Purpose : Cerebral visual impairment (CVI) resulting from brain injury is difficult to assess, since brain injury often also impairs the ability to communicate. Established approaches using preferential looking paradigms or visual evoked potentials are impracticable and hence generally not used clinically. We designed, built and validated a system that automatically determines visual thresholds in humans based on objective quantification of optokinetic responses.

Methods : Our system uses a screen to present band-limited stimuli that move continuously at 12 deg/sec, while a desktop eye-tracker monitors eye movements. An automated algorithm determines whether subjects' eyes move smoothly with the stimulus, tolerating occasional reverse saccades. The output drives real-time feedback in the form of music, to keep subjects engaged in the task. It also drives adaptive adjustment of contrast or spatial frequency, to find the threshold at which smooth tracking is 75% successful.
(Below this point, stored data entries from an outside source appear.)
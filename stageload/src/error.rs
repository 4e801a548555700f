//! Error types for the stageload pipeline.
//!
//! One error enum per stage, plus a top-level [`PipelineError`] that wraps
//! them all:
//!
//! - [`ConfigError`] - pipeline configuration loading and step resolution
//! - [`StepError`] - a strict parse step rejecting a row value
//! - [`ProcessError`] - table processing errors
//! - [`SchemaError`] - schema description parsing errors
//! - [`ValidationError`] - staged-file validation errors
//! - [`StoreError`] - storage seam errors
//!
//! Error conversion is automatic via `From` implementations,
//! allowing `?` to work across error boundaries.

use thiserror::Error;

// =============================================================================
// Configuration Errors
// =============================================================================

/// Errors while loading configuration or building column pipelines.
///
/// All of these are fatal for the table whose configuration raised them.
#[derive(Debug, Error)]
pub enum ConfigError {
    /// A parse step name not present in the registry.
    #[error("Unknown parse step '{step}' for column '{column}' of table '{table}'")]
    UnknownStep {
        table: String,
        column: String,
        step: String,
    },

    /// A step argument literal that the registry cannot interpret.
    #[error("Invalid arguments for step '{step}': {message}")]
    BadStepArgs { step: String, message: String },

    /// A regex pattern that fails to compile at build time.
    #[error("Invalid pattern for step '{step}': {message}")]
    BadPattern { step: String, message: String },

    /// Failed to read the configuration file.
    #[error("Failed to read configuration: {0}")]
    IoError(#[from] std::io::Error),

    /// Malformed configuration document.
    #[error("Malformed configuration: {0}")]
    JsonError(#[from] serde_json::Error),
}

// =============================================================================
// Step Errors
// =============================================================================

/// A strict parse step rejecting its input.
///
/// Raised mid-chain by the numeric and datetime steps on unparseable
/// non-empty input; the processor responds by dropping the whole row.
/// The terminal type cast never raises this - it degrades to the original
/// value instead (see `transform::cast`).
#[derive(Debug, Error)]
pub enum StepError {
    /// Numeric step on non-numeric input.
    #[error("{step}: cannot parse '{value}' as a number")]
    NotNumeric { step: &'static str, value: String },

    /// Datetime step input not matching the configured format.
    #[error("{step}: '{value}' does not match format '{format}'")]
    BadDatetime {
        step: &'static str,
        format: String,
        value: String,
    },
}

// =============================================================================
// Processing Errors
// =============================================================================

/// Errors during table processing.
#[derive(Debug, Error)]
pub enum ProcessError {
    /// No configuration entry for the table derived from the file name.
    #[error("No configuration found for table '{0}'")]
    NoTableConfig(String),

    /// The source path yields no usable table name.
    #[error("Cannot derive a table name from '{0}'")]
    BadTableName(String),
}

// =============================================================================
// Schema Description Errors
// =============================================================================

/// Structural errors in the schema description text.
///
/// The grammar is deliberately permissive; only structural violations are
/// fatal, and they abort the whole validation run.
#[derive(Debug, Error)]
pub enum SchemaError {
    /// A `Table "…" {` block with no closing brace.
    #[error("Unterminated table block: '{0}'")]
    UnterminatedTable(String),

    /// A quoted column line inside a table that does not match the grammar.
    #[error("Malformed column line in table '{table}': {line}")]
    MalformedColumn { table: String, line: String },

    /// Failed to read the schema file.
    #[error("Failed to read schema description: {0}")]
    IoError(#[from] std::io::Error),
}

// =============================================================================
// Validation Errors
// =============================================================================

/// I/O-level errors while validating staged files.
///
/// Per-row schema violations are not errors - they partition rows into the
/// quarantine output instead.
#[derive(Debug, Error)]
pub enum ValidationError {
    /// Failed to read a staged file or write a quarantine file.
    #[error("Validation IO error: {0}")]
    IoError(#[from] std::io::Error),

    /// Malformed staged CSV.
    #[error("Staged CSV error: {0}")]
    CsvError(#[from] csv::Error),
}

// =============================================================================
// Storage Errors
// =============================================================================

/// Errors from the storage seam.
#[derive(Debug, Error)]
pub enum StoreError {
    /// Requested table does not exist in the store.
    #[error("Table not found in store: {0}")]
    TableNotFound(String),

    /// Script execution rejected by the store.
    #[error("Script execution failed: {0}")]
    ScriptFailed(String),
}

// =============================================================================
// Pipeline Errors (top-level)
// =============================================================================

/// Top-level pipeline orchestration errors.
///
/// This is the main error type returned by [`crate::transform::pipeline`]
/// entry points. It wraps all lower-level errors and adds pipeline-specific
/// variants.
#[derive(Debug, Error)]
pub enum PipelineError {
    /// Configuration error.
    #[error("Configuration error: {0}")]
    Config(#[from] ConfigError),

    /// Source CSV parsing error.
    #[error("CSV error: {0}")]
    Csv(#[from] crate::parser::CsvError),

    /// Table processing error.
    #[error("Processing error: {0}")]
    Process(#[from] ProcessError),

    /// Schema description error.
    #[error("Schema error: {0}")]
    Schema(#[from] SchemaError),

    /// Staged-file validation error.
    #[error("Validation error: {0}")]
    Validation(#[from] ValidationError),

    /// Storage seam error.
    #[error("Store error: {0}")]
    Store(#[from] StoreError),

    /// Canonical CSV output error.
    #[error("CSV output error: {0}")]
    CsvOutput(#[from] csv::Error),

    /// IO error outside any specific stage.
    #[error("IO error: {0}")]
    IoError(#[from] std::io::Error),
}

// =============================================================================
// Result Type Aliases
// =============================================================================

/// Result type for configuration operations.
pub type ConfigResult<T> = Result<T, ConfigError>;

/// Result type for individual step application.
pub type StepResult<T> = Result<T, StepError>;

/// Result type for table processing.
pub type ProcessResult<T> = Result<T, ProcessError>;

/// Result type for schema parsing.
pub type SchemaResult<T> = Result<T, SchemaError>;

/// Result type for staged-file validation.
pub type ValidationResult<T> = Result<T, ValidationError>;

/// Result type for storage operations.
pub type StoreResult<T> = Result<T, StoreError>;

/// Result type for pipeline operations.
pub type PipelineResult<T> = Result<T, PipelineError>;

#[cfg(test)]
mod tests {
    use super::*;

    #[test]
    fn test_error_conversion_chain() {
        // ProcessError -> PipelineError
        let process_err = ProcessError::NoTableConfig("trips".into());
        let pipeline_err: PipelineError = process_err.into();
        assert!(pipeline_err.to_string().contains("trips"));

        // SchemaError -> PipelineError
        let schema_err = SchemaError::UnterminatedTable("users".into());
        let pipeline_err: PipelineError = schema_err.into();
        assert!(pipeline_err.to_string().contains("users"));
    }

    #[test]
    fn test_unknown_step_scoped_to_table() {
        let err = ConfigError::UnknownStep {
            table: "trips".into(),
            column: "price".into(),
            step: "Frobnicate".into(),
        };
        let msg = err.to_string();
        assert!(msg.contains("Frobnicate"));
        assert!(msg.contains("trips"));
        assert!(msg.contains("price"));
    }

    #[test]
    fn test_step_error_format() {
        let err = StepError::NotNumeric {
            step: "ToInt",
            value: "abc".into(),
        };
        let msg = err.to_string();
        assert!(msg.contains("ToInt"));
        assert!(msg.contains("abc"));
    }
}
Results : First, we asked whether this system could make valid, reliable measurements of spatial vision. We used it to measure contrast thresholds at 8 different spatial frequencies in 4 healthy adults. The contrast sensitivity functions were (a) repeatable between subjects, (b) repeatable within-subject, and (c) inverted-U-shaped, suggesting that they reflected mechanisms of spatial vision.

Second, we asked whether the system could provide valid measures of acuity. In 8 healthy adults tested with and without optical correction, we found a good correlation (r=-0.88; p<0.001) between spatial-frequency tracking thresholds and LogMAR acuity measured using a tumbling-E chart. Furthermore, in 13 children with brain injury who could communicate, we found a good correlation (r=-0.74; p<0.01) between spatial-frequency thresholds and the LogMAR equivalent of their clinically assessed Snellen acuity.

Third, we asked whether the system was applicable to children with brain injury who could not communicate. 9 such children were tested. Their spatial-frequency thresholds spanned the same range as the 13 verbal children. We were able to perform repeated measurements with 15 of the 22 children, and the test-retest correlation was 0.86.

Conclusions : These results indicate that our approach is a promising method of quantitative visual function assessment, and that it can be used even in cases where no other objective vision assessment is possible.

This is an abstract that was submitted for the 2017 ARVO Annual Meeting, held in Baltimore, MD, May 7-11, 2017.